Evaluación de la receptividad del endometrio homogéneo en la fase folicular tardía

Sujetos Veintiocho mujeres aparentemente sanas, catorce de ellas con un eco ecográfico homogéneo (grupo 1) y otras catorce con un endometrio de "triple línea" (grupo 2) en la fase folicular tardía, fueron involucradas en nuestro Departamento para el estudio entre septiembre 2010 y noviembre de 2011. Los criterios incluidos para ambos grupos de mujeres fueron ≤40 años de edad, con ciclos menstruales regulares (25-35 días), sin uso de dispositivos intrauterinos o anticonceptivos orales al menos 3 meses antes del estudio. Los criterios de exclusión fueron mujeres con síndrome de ovario poliquístico (SOP), endometriosis, insuficiencia ovárica prematura (POF) y un aborto dentro de 1 año o antecedentes de enfermedad pélvica inflamatoria. La edad media de las mujeres fue de 31,9±3,7 años (rango, 26-39 años). El índice de masa corporal medio fue de 20,96±2,46 kg/m2 (rango, 17,58-26,04 kg/m2). Con un ciclo menstrual regular (25-35 días) y un historial de infertilidad de 2-11 años, todos los sujetos habían firmado los formularios de consentimiento correspondientes. El estudio fue aprobado por nuestro comité de Ética Institucional.

Seguimiento de la ovulación Las mujeres fueron seguidas durante un ciclo mediante la obtención de muestras de sangre y muestras de orina. La ovulación se monitorizó con ultrasonografía vaginal (aloka-1000, UST-985, sonda transvaginal de 5 MHz, aloka Co. Ltd, Tokio, Japón). Se midió el grosor de dos capas endometriales. El patrón endometrial se evaluó de acuerdo con la clasificación propuesta por Gonen y Casper de la siguiente manera: un endometrio completamente homogéneamente hiperecogénico sin una línea central ecogénica se consideró como un patrón homogéneo de eco y el patrón de triple línea consistió en una línea central hiperecogénica rodeada por dos capas hipoecoicas. El crecimiento de los folículos, la ovulación y el desarrollo del cuerpo lúteo se monitorearon mediante escaneos de dos planos. Los participantes identificaron el día del aumento de LH analizando la orina de la mañana (prueba de ovulación de David, Rubio Biotech Co. Ltd., Shantou, China). El día del pico de LH se determinó en las muestras de orina cuando el pico de LH alcanzó su valor más alto en el que también se recogieron las muestras de sangre. El día del ciclo se refiere al primer día de sangrado menstrual. Se espera que las mujeres que tienen ciclos ovulatorios normales con intervalos de 25 a 35 días ovulen el día 11 como mínimo y el día 21 como máximo. Las muestras de sangre periférica se obtuvieron mediante punción venosa el día del pico de LH y 6-7 días después de la ovulación. La sangre se separó por centrifugación en 1 hora y el suero se almacenó a -20 ℃ hasta que se analizaron las concentraciones de LH, FSH, estradiol (E2) y progesterona.
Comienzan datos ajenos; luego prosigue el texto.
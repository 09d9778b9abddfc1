//! Encode and decode throughput benchmarks.
//!
//! Run with: `cargo bench --package qcb-bench`

use criterion::{BenchmarkId, Criterion, Throughput, criterion_group, criterion_main};
use qcb_bench::Workload;
use qcb_lib::prelude::*;
use std::hint::black_box;
use std::io::Write;
use std::num::NonZeroUsize;

const TICKS: usize = 100_000;

fn encode_benchmark(c: &mut Criterion) {
    let workload = Workload::forex(TICKS);
    let rows = workload.generate();

    let mut group = c.benchmark_group("encode");
    group.throughput(Throughput::Elements(TICKS as u64));
    group.bench_function("forex", |b| {
        b.iter(|| encode_all(&workload.header, black_box(&rows).iter().copied()).unwrap());
    });
    group.finish();
}

fn decode_benchmark(c: &mut Criterion) {
    let bytes = Workload::forex(TICKS).encode();

    let mut group = c.benchmark_group("decode");
    group.throughput(Throughput::Elements(TICKS as u64));

    group.bench_function("sequential", |b| {
        b.iter(|| decode_all(black_box(&bytes)).unwrap());
    });

    for chunk_size in [1, 34, 4_096, 65_536] {
        let config =
            ReaderConfig::default().with_chunk_size(NonZeroUsize::new(chunk_size).unwrap());
        group.bench_with_input(BenchmarkId::new("chunked", chunk_size), &config, |b, config| {
            b.iter(|| {
                let reader = ChunkedTickReader::new(black_box(bytes.as_slice()), *config).unwrap();
                reader.map(|tick| tick.unwrap()).count()
            });
        });
    }

    group.finish();
}

fn file_benchmark(c: &mut Criterion) {
    let bytes = Workload::forex(TICKS).encode();
    let mut file = tempfile::NamedTempFile::new().unwrap();
    file.write_all(&bytes).unwrap();
    file.flush().unwrap();

    let mut group = c.benchmark_group("file");
    group.throughput(Throughput::Bytes(bytes.len() as u64));
    group.bench_function("chunked_default", |b| {
        b.iter(|| {
            let reader = ChunkedTickReader::open(file.path(), ReaderConfig::default()).unwrap();
            reader.map(|tick| tick.unwrap()).count()
        });
    });
    group.finish();
}

criterion_group!(benches, encode_benchmark, decode_benchmark, file_benchmark);
criterion_main!(benches);
//! CLI command implementations.

pub(crate) mod dump;
pub(crate) mod encode;
pub(crate) mod info;
pub(crate) mod verify;
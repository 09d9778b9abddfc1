//! Benchmark runner that outputs a markdown table for the README.
//!
//! Run with: `cargo run --package qcb-bench --bin codec_table --release`

use qcb_bench::{
    BenchmarkResult, Workload, format_bytes, format_duration, measure_chunked, measure_encode,
    measure_sequential,
};
use std::num::NonZeroUsize;

/// Number of iterations per benchmark for statistical significance.
const ITERATIONS: usize = 5;

const TICK_COUNTS: [usize; 3] = [10_000, 100_000, 1_000_000];

const CHUNK_SIZES: [usize; 3] = [64, 4_096, 65_536];

fn main() {
    println!("QCB Codec Benchmark");
    println!("===================\n");
    println!("Running benchmarks ({ITERATIONS} iterations each)...\n");

    println!("| Ticks | Encoded | Bytes/tick | Operation | Time | Ticks/s | MB/s |");
    println!("|-------|---------|------------|-----------|------|---------|------|");

    for ticks in TICK_COUNTS {
        let workload = Workload::forex(ticks);
        let rows = workload.generate();
        let bytes = workload.encode();

        let mut runs: Vec<Vec<BenchmarkResult>> = vec![
            (0..ITERATIONS)
                .map(|_| measure_encode(&workload.header, &rows))
                .collect(),
            (0..ITERATIONS).map(|_| measure_sequential(&bytes)).collect(),
        ];
        for chunk_size in CHUNK_SIZES.iter().filter_map(|&c| NonZeroUsize::new(c)) {
            runs.push(
                (0..ITERATIONS)
                    .map(|_| measure_chunked(&bytes, chunk_size))
                    .collect(),
            );
        }

        for results in &runs {
            let avg = average_results(results);
            println!(
                "| {} | {} | {:.2} | {} | {} | {:.0} | {:.1} |",
                ticks,
                format_bytes(avg.encoded_size),
                avg.encoded_size as f64 / ticks as f64,
                avg.operation,
                format_duration(avg.duration),
                avg.ticks_per_sec(),
                avg.throughput_mbps(),
            );
        }
    }

    println!("\n*Synthetic forex random walk, 0.00001 tick size, 1ms time slices*");
}

fn average_results(results: &[BenchmarkResult]) -> BenchmarkResult {
    let total = results
        .iter()
        .map(|r| r.duration)
        .sum::<std::time::Duration>();
    let mut avg = results[0].clone();
    avg.duration = total / results.len() as u32;
    avg
}
//! Info command implementation.
//!
//! Prints the stream header of a QCB file and, after a full decode pass, its
//! tick count and time span.

use crate::display::{format_bytes, tick_spinner};
use anyhow::{Context, Result};
use qcb_lib::prelude::*;
use std::path::Path;

/// Show the header, size and tick statistics of a QCB file.
pub(crate) fn show_info(path: &Path, quiet: bool) -> Result<()> {
    let file_size = std::fs::metadata(path)
        .with_context(|| format!("Failed to stat {}", path.display()))?
        .len();
    let mut reader = ChunkedTickReader::open(path, ReaderConfig::default())
        .with_context(|| format!("Failed to open {}", path.display()))?;
    let header = *reader.header();

    println!("File:        {}", path.display());
    println!("Size:        {}", format_bytes(file_size));
    println!("Version:     {}", header.version);
    println!("Flags:       {:#010x}", header.flags);
    println!("Tick size:   {}", header.tick_size);
    println!("Time slice:  {} (100ns units)", header.time_slice_ticks);

    let progress = tick_spinner(quiet, "scanning")?;
    let mut first: Option<Tick> = None;
    let mut last: Option<Tick> = None;
    while let Some(tick) = reader
        .next_tick()
        .with_context(|| format!("Decode failed after {} ticks", reader.ticks_read()))?
    {
        if first.is_none() {
            first = Some(tick);
        }
        last = Some(tick);
        progress.inc(1);
    }
    progress.finish_and_clear();

    let ticks = reader.ticks_read();
    println!("Ticks:       {ticks}");
    if let (Some(first), Some(last)) = (first, last) {
        println!("First:       {}", first.timestamp);
        println!("Last:        {}", last.timestamp);
        let body = file_size.saturating_sub(Header::SIZE as u64);
        println!("Bytes/tick:  {:.2}", body as f64 / ticks as f64);
    }

    Ok(())
}
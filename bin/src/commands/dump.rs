//! Dump command implementation.
//!
//! Decodes a QCB file with the chunked reader and exports the ticks.

use crate::display::{Format, reader_config, tick_spinner, write_ticks};
use anyhow::{Context, Result};
use qcb_lib::prelude::*;
use std::path::Path;

/// Decode `path` and write its ticks in `format`.
pub(crate) fn dump(
    path: &Path,
    format: Format,
    output: Option<&Path>,
    chunk_size: usize,
    limit: Option<usize>,
    quiet: bool,
) -> Result<()> {
    let reader = ChunkedTickReader::open(path, reader_config(chunk_size)?)
        .with_context(|| format!("Failed to open {}", path.display()))?;

    // Progress goes to stderr, but keep it off when the data itself is on stdout.
    let progress = tick_spinner(quiet || output.is_none(), "decoding")?;
    let mut ticks = Vec::new();
    for tick in reader.take(limit.unwrap_or(usize::MAX)) {
        let tick = tick.with_context(|| format!("Decode failed after {} ticks", ticks.len()))?;
        ticks.push(tick);
        progress.inc(1);
    }
    progress.finish_with_message(format!("Decoded {} ticks", ticks.len()));

    write_ticks(&ticks, output, format)?;
    tracing::info!(ticks = ticks.len(), %format, "Export complete");

    if let (Some(output), false) = (output, quiet) {
        println!("Output written to: {}", output.display());
    }

    Ok(())
}
//! Benchmark utilities for qcb.

use qcb_lib::prelude::*;
use std::num::NonZeroUsize;
use std::time::{Duration, Instant};

/// Result of a single benchmark run.
#[derive(Debug, Clone)]
pub struct BenchmarkResult {
    /// Name of the operation being measured.
    pub operation: String,
    /// Wall-clock duration.
    pub duration: Duration,
    /// Encoded stream size in bytes, header included.
    pub encoded_size: u64,
    /// Number of ticks processed.
    pub ticks: u64,
}

impl BenchmarkResult {
    /// Calculate throughput in MB/s of encoded bytes.
    pub fn throughput_mbps(&self) -> f64 {
        let bytes = self.encoded_size as f64;
        let secs = self.duration.as_secs_f64();
        if secs > 0.0 {
            (bytes / 1_000_000.0) / secs
        } else {
            0.0
        }
    }

    /// Calculate ticks per second.
    pub fn ticks_per_sec(&self) -> f64 {
        let secs = self.duration.as_secs_f64();
        if secs > 0.0 { self.ticks as f64 / secs } else { 0.0 }
    }
}

/// Shape of a synthetic tick stream.
#[derive(Debug, Clone)]
pub struct Workload {
    /// Number of ticks.
    pub ticks: usize,
    /// Stream header.
    pub header: Header,
    /// Seed for the deterministic random walk.
    pub seed: u64,
}

impl Workload {
    /// A forex-like workload: 0.00001 pipettes, 1ms time slices.
    pub fn forex(ticks: usize) -> Self {
        Self {
            ticks,
            header: Header {
                version: qcb_lib::FORMAT_VERSION,
                flags: 0,
                tick_size: Decimal::new(1, 5),
                time_slice_ticks: 10_000,
            },
            seed: 0x9E37_79B9_7F4A_7C15,
        }
    }

    /// Generates the (timestamp, bid, ask) rows of this workload.
    ///
    /// Mostly small moves with rare large gaps, so every delta width occurs.
    pub fn generate(&self) -> Vec<(i64, Decimal, Decimal)> {
        let mut state = self.seed.max(1);
        let mut timestamp = 638_400_000_000_000_000_i64;
        let mut bid = 108_000_i64;
        let mut spread = 2_i64;
        let mut rows = Vec::with_capacity(self.ticks);

        for _ in 0..self.ticks {
            state ^= state << 13;
            state ^= state >> 7;
            state ^= state << 17;

            timestamp += match state % 100 {
                0 => (state >> 8) as i64 % 36_000_000_000,
                1..=9 => (state >> 8) as i64 % 10_000_000,
                _ => (state >> 8) as i64 % 2_000_000,
            };
            if state & 0x30 != 0 {
                bid += ((state >> 20) % 7) as i64 - 3;
            }
            spread = (spread + ((state >> 40) % 3) as i64 - 1).clamp(0, 20);
            rows.push((timestamp, Decimal::new(bid, 5), Decimal::new(bid + spread, 5)));
        }
        rows
    }

    /// Encodes the workload into an in-memory stream.
    ///
    /// # Panics
    ///
    /// Panics if the synthetic rows cannot be encoded, which would be a bug in
    /// the generator.
    pub fn encode(&self) -> Vec<u8> {
        encode_all(&self.header, self.generate()).expect("synthetic workload encodes")
    }
}

/// Time encoding of `rows`.
pub fn measure_encode(header: &Header, rows: &[(i64, Decimal, Decimal)]) -> BenchmarkResult {
    let start = Instant::now();
    let bytes = encode_all(header, rows.iter().copied()).expect("synthetic workload encodes");
    BenchmarkResult {
        operation: "encode".to_string(),
        duration: start.elapsed(),
        encoded_size: bytes.len() as u64,
        ticks: rows.len() as u64,
    }
}

/// Time whole-buffer decoding of `bytes`.
pub fn measure_sequential(bytes: &[u8]) -> BenchmarkResult {
    let start = Instant::now();
    let (_, ticks) = decode_all(bytes).expect("synthetic workload decodes");
    BenchmarkResult {
        operation: "sequential".to_string(),
        duration: start.elapsed(),
        encoded_size: bytes.len() as u64,
        ticks: ticks.len() as u64,
    }
}

/// Time chunked decoding of `bytes` at the given chunk size.
pub fn measure_chunked(bytes: &[u8], chunk_size: NonZeroUsize) -> BenchmarkResult {
    let config = ReaderConfig::default().with_chunk_size(chunk_size);
    let start = Instant::now();
    let reader = ChunkedTickReader::new(bytes, config).expect("synthetic workload has a header");
    let mut count = 0u64;
    for tick in reader {
        tick.expect("synthetic workload decodes");
        count += 1;
    }
    BenchmarkResult {
        operation: format!("chunked/{chunk_size}"),
        duration: start.elapsed(),
        encoded_size: bytes.len() as u64,
        ticks: count,
    }
}

/// Format a duration for display.
pub fn format_duration(d: Duration) -> String {
    let micros = d.as_micros();
    if micros < 1_000 {
        format!("{micros}µs")
    } else if micros < 1_000_000 {
        format!("{:.2}ms", micros as f64 / 1_000.0)
    } else {
        format!("{:.2}s", d.as_secs_f64())
    }
}

/// Format bytes for display.
pub fn format_bytes(bytes: u64) -> String {
    if bytes < 1_024 {
        format!("{bytes} B")
    } else if bytes < 1_024 * 1_024 {
        format!("{:.1} KB", bytes as f64 / 1_024.0)
    } else {
        format!("{:.1} MB", bytes as f64 / (1_024.0 * 1_024.0))
    }
}

#[cfg(test)]
mod tests {
    use super::*;

    #[test]
    fn test_workload_is_deterministic() {
        let workload = Workload::forex(500);
        assert_eq!(workload.generate(), workload.generate());
        assert_eq!(workload.generate().len(), 500);
    }

    #[test]
    fn test_measurements_agree() {
        let workload = Workload::forex(2_000);
        let rows = workload.generate();
        let bytes = workload.encode();

        assert_eq!(measure_encode(&workload.header, &rows).encoded_size, bytes.len() as u64);
        assert_eq!(measure_sequential(&bytes).ticks, 2_000);
        let chunk = NonZeroUsize::new(7).unwrap();
        assert_eq!(measure_chunked(&bytes, chunk).ticks, 2_000);
    }

    #[test]
    fn test_format_duration() {
        assert_eq!(format_duration(Duration::from_micros(12)), "12µs");
        assert_eq!(format_duration(Duration::from_millis(3)), "3.00ms");
        assert_eq!(format_duration(Duration::from_secs(2)), "2.00s");
    }
}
Biopsia endometrial Se realizaron dos biopsias endometriales durante un solo ciclo menstrual en cada sujeto. La biopsia temprana se realizó el día preovulatorio (fase folicular tardía) y los tejidos endometriales se recolectaron de la pared anterior de la cavidad uterina. Mientras que la biopsia tardía se realizó el día de la ovulación +7 (fase luteínica media o fase viuda de implantación), y la muestra endometrial se recogió de la pared posterior de la cavidad uterina con o sin dilatación del cuello uterino utilizando una cureta endometrial (#4164 prebet , Genética, pomo, Bélgica). Cada muestra se dividió en tres piezas y se fijó inmediatamente. Muestras para microscopía electrónica de barrido para fijar en una solución que contiene glutaraldehído al 2,5 % (peso/vol), paraformaldehído al 0,5 %, sacarosa 0,1 mol/l, cacodilato de sodio 0,1 mol/l y cloruro de calcio 3 mmol/l (pH, 7,4) . Las muestras para inmunohistoquímica se fijaron en formalina al 4%. Las muestras para microscopía electrónica de transmisión se fijaron con arseniato de glutaraldehído al 2,5%;

Microscopía electrónica de barrido Las muestras se lavaron dos veces en un tampón que contenía 0,15 mol/L de cacodilato de sodio y 3 mmol/L de cloruro de calcio (PH, 7,4) y una vez en agua destilada. Las muestras se deshidrataron primero en concentraciones crecientes de etanol (70%, 95% y 99,5%) y luego en acetona; se secaron en un secador de punto crítico usando dióxido de carbono. Las muestras se montaron, se recubrieron con platino y se examinaron utilizando un microscopio electrónico de barrido (S-3000N, Hitachi, Tokio, Japón). Se clasificó la fase de desarrollo del pinópodo. Debido a que los pinópodos en la superficie endometrial no se desarrollan exactamente al mismo tiempo, los pinópodos no se distribuyeron uniformemente sobre la superficie endometrial, por lo tanto, en nuestro estudio, examinamos cinco campos de cada muestra de biopsia y analizamos el desarrollo y la distribución de los pinópodos. La evaluación morfológica se definió como: sin pinópodos, pinópodos en desarrollo, pinópodos completamente desarrollados y pinópodos en regresión. La evaluación semicuantitativa se definió como sigue:- (0%), + (﹤20%), ++ (20-50%) y +++(>50%).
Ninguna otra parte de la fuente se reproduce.